実は、まったく同じコーヒー粉を使っても、淹れ方(抽出方法)によってカップに含まれるカフェインの量は大きく変わるのです。
今回は、実際に成分分析を行った驚きの結果をご紹介します!
🔸今回の実験条件
ベースとなるコーヒー粉を1杯あたり10g使用し、できあがり量160ml(一杯)の中にどれだけのカフェインが含まれるかを測定しました。
🔹コーヒー粉に含まれる元のカフェイン量: 130mg/100g
この130mgのカフェインが、淹れ方によってどう変化するのでしょうか?
🔸分析結果:ドリップ VS 水出し
2つの方法で抽出した結果、1杯(160ml)あたりのカフェイン量は以下のようになりました。
① お湯で淹れる「ペパードリップ」:89.6mg
🔹抽出条件: 粉10g/湯量160ml/湯温90℃/30秒蒸らし/抽出時間 約2分
🔹結果: 粉に含まれるカフェインの約43%が溶け出しました。
② じっくり時間をかける「水出し(冷蔵庫)」:129.6mg
🔹抽出条件: 粉10g/粉1:水12.5の割合/冷蔵庫で12時間抽出
🔹結果: 粉に含まれるカフェインの約62%が溶け出しました。
🔸なぜ「水出し」の方がカフェインが多くなるの?
「お湯の方がカフェインが溶け出しやすいのでは?」と思われるかもしれません。確かにカフェインは高温の水に溶けやすい性質があります。
しかし、今回のポイントは「抽出時間」にあります。
🔹ドリップ: 高温ですが、わずか2分という短時間で一気に抽出します。
🔹水出し: 低温ですが、12時間という長い時間をかけてじっくりと成分を溶かし出します。
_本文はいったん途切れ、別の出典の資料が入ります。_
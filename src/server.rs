use crate::api;
use crate::config::ServerConfig;
use crate::endpoint::EndpointTable;
use axum::Router;
use axum::routing::get;
use http::{HeaderValue, header};
use std::net::SocketAddr;
use std::sync::Arc;
use tower_http::compression::CompressionLayer;
use tower_http::cors::CorsLayer;
use tower_http::services::ServeDir;
use tower_http::set_header::SetResponseHeaderLayer;
use tower_http::trace::TraceLayer;

#[derive(Clone)]
pub struct AppState {
    pub config: Arc<ServerConfig>,
    pub endpoints: Arc<EndpointTable>,
}

impl AppState {
    pub fn new(config: ServerConfig) -> Self {
        Self {
            config: Arc::new(config),
            endpoints: Arc::new(EndpointTable::default()),
        }
    }
}

pub fn router(state: AppState) -> Router {
    let pkg = ServeDir::new(&state.config.pkg_root);
    let enable_cors = state.config.enable_cors;
    let mut app = Router::new()
        .route("/healthz", get(|| async { "ok" }))
        .route("/formwidget.js", get(api::serve_loader))
        .route("/demo", get(api::demo_page))
        .route("/api/widget/endpoint", get(api::resolve_endpoint))
        .route("/api/widget/iframe-src", get(api::build_iframe_src))
        .nest_service("/pkg", pkg)
        .with_state(state)
        .layer(SetResponseHeaderLayer::if_not_present(
            header::X_CONTENT_TYPE_OPTIONS,
            HeaderValue::from_static("nosniff"),
        ))
        .layer(CompressionLayer::new())
        .layer(TraceLayer::new_for_http());
    if enable_cors {
        app = app.layer(CorsLayer::permissive());
    }
    app
}

pub async fn run(addr: SocketAddr, state: AppState) -> anyhow::Result<()> {
    let listener = tokio::net::TcpListener::bind(addr).await?;
    axum::serve(listener, router(state))
        .with_graceful_shutdown(shutdown_signal())
        .await?;
    Ok(())
}

async fn shutdown_signal() {
    if let Err(err) = tokio::signal::ctrl_c().await {
        tracing::warn!(?err, "failed to listen for shutdown signal");
    }
    tracing::info!("shutting down formwidget server");
}
// Copyright (c) 2026 100monkeys.ai
// SPDX-License-Identifier: AGPL-3.0
//! Ollama Embedding Client
//!
//! Generates semantic embeddings through a local Ollama server.
//!
//! # Architecture
//!
//! - **Layer:** Infrastructure Layer
//! - **Purpose:** Implements the embedding port over `/api/embeddings`

use async_trait::async_trait;
use serde::{Deserialize, Serialize};

use crate::domain::embedding::{EmbeddingError, EmbeddingProvider};

pub struct OllamaEmbeddingClient {
    client: reqwest::Client,
    endpoint: String,
    model: String,
}

#[derive(Serialize)]
struct EmbeddingRequest<'a> {
    model: &'a str,
    prompt: &'a str,
}

#[derive(Deserialize)]
struct EmbeddingResponse {
    embedding: Vec<f32>,
}

impl OllamaEmbeddingClient {
    pub fn new(endpoint: String, model: String) -> Self {
        Self {
            client: reqwest::Client::new(),
            endpoint,
            model,
        }
    }
}

#[async_trait]
impl EmbeddingProvider for OllamaEmbeddingClient {
    async fn embed(&self, text: &str) -> Result<Vec<f32>, EmbeddingError> {
        let url = format!("{}/api/embeddings", self.endpoint.trim_end_matches('/'));

        let response = self
            .client
            .post(&url)
            .json(&EmbeddingRequest {
                model: &self.model,
                prompt: text,
            })
            .send()
            .await
            .map_err(|e| EmbeddingError::Network(e.to_string()))?;

        if !response.status().is_success() {
            let status = response.status();
            let error_text = response.text().await.unwrap_or_default();
            return Err(EmbeddingError::Provider(format!("HTTP {}: {}", status, error_text)));
        }

        let body: EmbeddingResponse = response
            .json()
            .await
            .map_err(|e| EmbeddingError::Provider(format!("Failed to parse response: {}", e)))?;

        if body.embedding.is_empty() {
            return Err(EmbeddingError::Empty);
        }

        Ok(body.embedding)
    }

    fn model(&self) -> &str {
        &self.model
    }
}

#[cfg(test)]
mod tests {
    use super::*;

    #[tokio::test]
    async fn test_embed() {
        let mut server = mockito::Server::new_async().await;
        let mock = server
            .mock("POST", "/api/embeddings")
            .match_body(mockito::Matcher::PartialJsonString(
                r#"{"model":"llama3:8b","prompt":"failed interview"}"#.to_string(),
            ))
            .with_status(200)
            .with_header("content-type", "application/json")
            .with_body(r#"{"embedding":[0.25,-0.5,1.0]}"#)
            .create_async()
            .await;

        let client = OllamaEmbeddingClient::new(server.url(), "llama3:8b".to_string());
        let embedding = client.embed("failed interview").await.unwrap();

        mock.assert_async().await;
        assert_eq!(embedding, vec![0.25, -0.5, 1.0]);
    }

    #[tokio::test]
    async fn test_empty_embedding_is_an_error() {
        let mut server = mockito::Server::new_async().await;
        server
            .mock("POST", "/api/embeddings")
            .with_status(200)
            .with_body(r#"{"embedding":[]}"#)
            .create_async()
            .await;

        let client = OllamaEmbeddingClient::new(server.url(), "llama3:8b".to_string());
        assert!(matches!(client.embed("x").await, Err(EmbeddingError::Empty)));
    }

    #[tokio::test]
    async fn test_server_error() {
        let mut server = mockito::Server::new_async().await;
        server
            .mock("POST", "/api/embeddings")
            .with_status(500)
            .with_body("boom")
            .create_async()
            .await;

        let client = OllamaEmbeddingClient::new(server.url(), "llama3:8b".to_string());
        assert!(matches!(client.embed("x").await, Err(EmbeddingError::Provider(_))));
    }
}
// Copyright (c) 2026 100monkeys.ai
// SPDX-License-Identifier: AGPL-3.0
//! Prompt
//!
//! Builds generation prompts from style examples, the user's request and
//! aggregated feedback patterns.
//!
//! # Architecture
//!
//! - **Layer:** Domain Layer
//! - **Purpose:** Pure, deterministic prompt composition. Identical inputs
//!   produce byte-identical prompts; nothing time- or random-dependent is
//!   embedded.

use std::fmt::Write;

use super::patterns::AggregatedPatterns;

pub const POSITIVE_HEADING: &str = "POSITIVE PATTERNS TO FOLLOW:";
pub const NEGATIVE_HEADING: &str = "NEGATIVE PATTERNS TO AVOID:";
pub const REFINEMENT_HEADING: &str = "REFINEMENT SUGGESTIONS TO CONSIDER:";

const OUTPUT_RULES: &str = "CRITICAL INSTRUCTIONS:
- Write ONLY the LinkedIn post content
- Do NOT include any explanations, analysis, or meta-commentary
- Do NOT mention feedback patterns or voice analysis
- Do NOT start with phrases like \"Here's a LinkedIn post that...\"
- Write as if you ARE the user posting directly";

const REFINEMENT_RULES: &str = "CRITICAL INSTRUCTIONS:
- Revise the post incorporating the feedback
- Write ONLY the revised LinkedIn post content
- Do NOT include explanations or meta-commentary
- Do NOT mention the revision process
- Write as if you ARE the user posting directly";

#[derive(Debug, Clone, Default)]
pub struct PromptComposer;

impl PromptComposer {
    pub fn new() -> Self {
        Self
    }

    pub fn compose(
        &self,
        style_examples: &[String],
        context: &str,
        instruction: &str,
        patterns: &AggregatedPatterns,
    ) -> String {
        let mut prompt = String::from(
            "You are an AI assistant helping to write LinkedIn posts in the user's authentic voice and style.\n\n",
        );

        prompt.push_str("Here are some examples of the user's writing style:\n\n");
        for (i, example) in style_examples.iter().enumerate() {
            if i > 0 {
                prompt.push_str("\n\n");
            }
            // Writing to a String cannot fail.
            let _ = write!(prompt, "Example {}:\n{}", i + 1, example.trim());
        }
        prompt.push('\n');

        if !patterns.is_empty() {
            prompt.push_str("\nBased on previous user feedback for similar content:\n");
            push_pattern_list(&mut prompt, POSITIVE_HEADING, &patterns.reinforce);
            push_pattern_list(&mut prompt, NEGATIVE_HEADING, &patterns.avoid);
            push_pattern_list(&mut prompt, REFINEMENT_HEADING, &patterns.refine);
            prompt.push_str(
                "\nIMPORTANT: Use the positive patterns, avoid the negative patterns, and consider the refinement suggestions when generating the post.\n",
            );
        }

        prompt.push_str("\nNow create a LinkedIn post about the following topic:\n\n");
        let _ = writeln!(prompt, "Context: {}", context.trim());

        let instruction = instruction.trim();
        if !instruction.is_empty() {
            let _ = writeln!(prompt, "\nAdditional Instructions: {}", instruction);
        }

        prompt.push('\n');
        prompt.push_str(OUTPUT_RULES);
        prompt.push_str("\n\nLinkedIn Post:");
        prompt
    }

    /// Narrow prompt for a one-shot rewrite; no stored patterns involved
    pub fn compose_refinement(&self, original_post: &str, feedback_text: &str, context: &str) -> String {
        format!(
            "You are helping to refine a LinkedIn post based on user feedback.\n\n\
             Original Post:\n{original_post}\n\n\
             User Feedback:\n{feedback_text}\n\n\
             Context: {context}\n\n\
             {REFINEMENT_RULES}\n\n\
             Revised Post:"
        )
    }
}

fn push_pattern_list(prompt: &mut String, heading: &str, items: &[String]) {
    if items.is_empty() {
        return;
    }
    let _ = writeln!(prompt, "\n{}", heading);
    for (i, item) in items.iter().enumerate() {
        let _ = writeln!(prompt, "   {}. {}", i + 1, item);
    }
}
この「時間の長さ」によって、低温であっても、結果として水出しコーヒーの方が多くのカフェイン(129.6mg)が抽出されるという結果になりました。
🔸気分やシーンに合わせたコーヒー選びを
今回の実験から、それぞれの特徴が見えてきました。
🔹すっきりシャキッとしたい朝や仕事中には: じっくり抽出されてカフェインがしっかり含まれる「水出しコーヒー」がおすすめ。
🔹おやすみ前や、カフェインを少し控えめに楽しみたい時は: サッと淹れる「ドリップコーヒー」や、当店の「ディカフェシリーズ」がおすすめです。
淹れ方ひとつで変化するコーヒーの奥深い世界。ぜひ、その日の気分や体調に合わせて、素敵なコーヒータイムを選んでみてくださいね。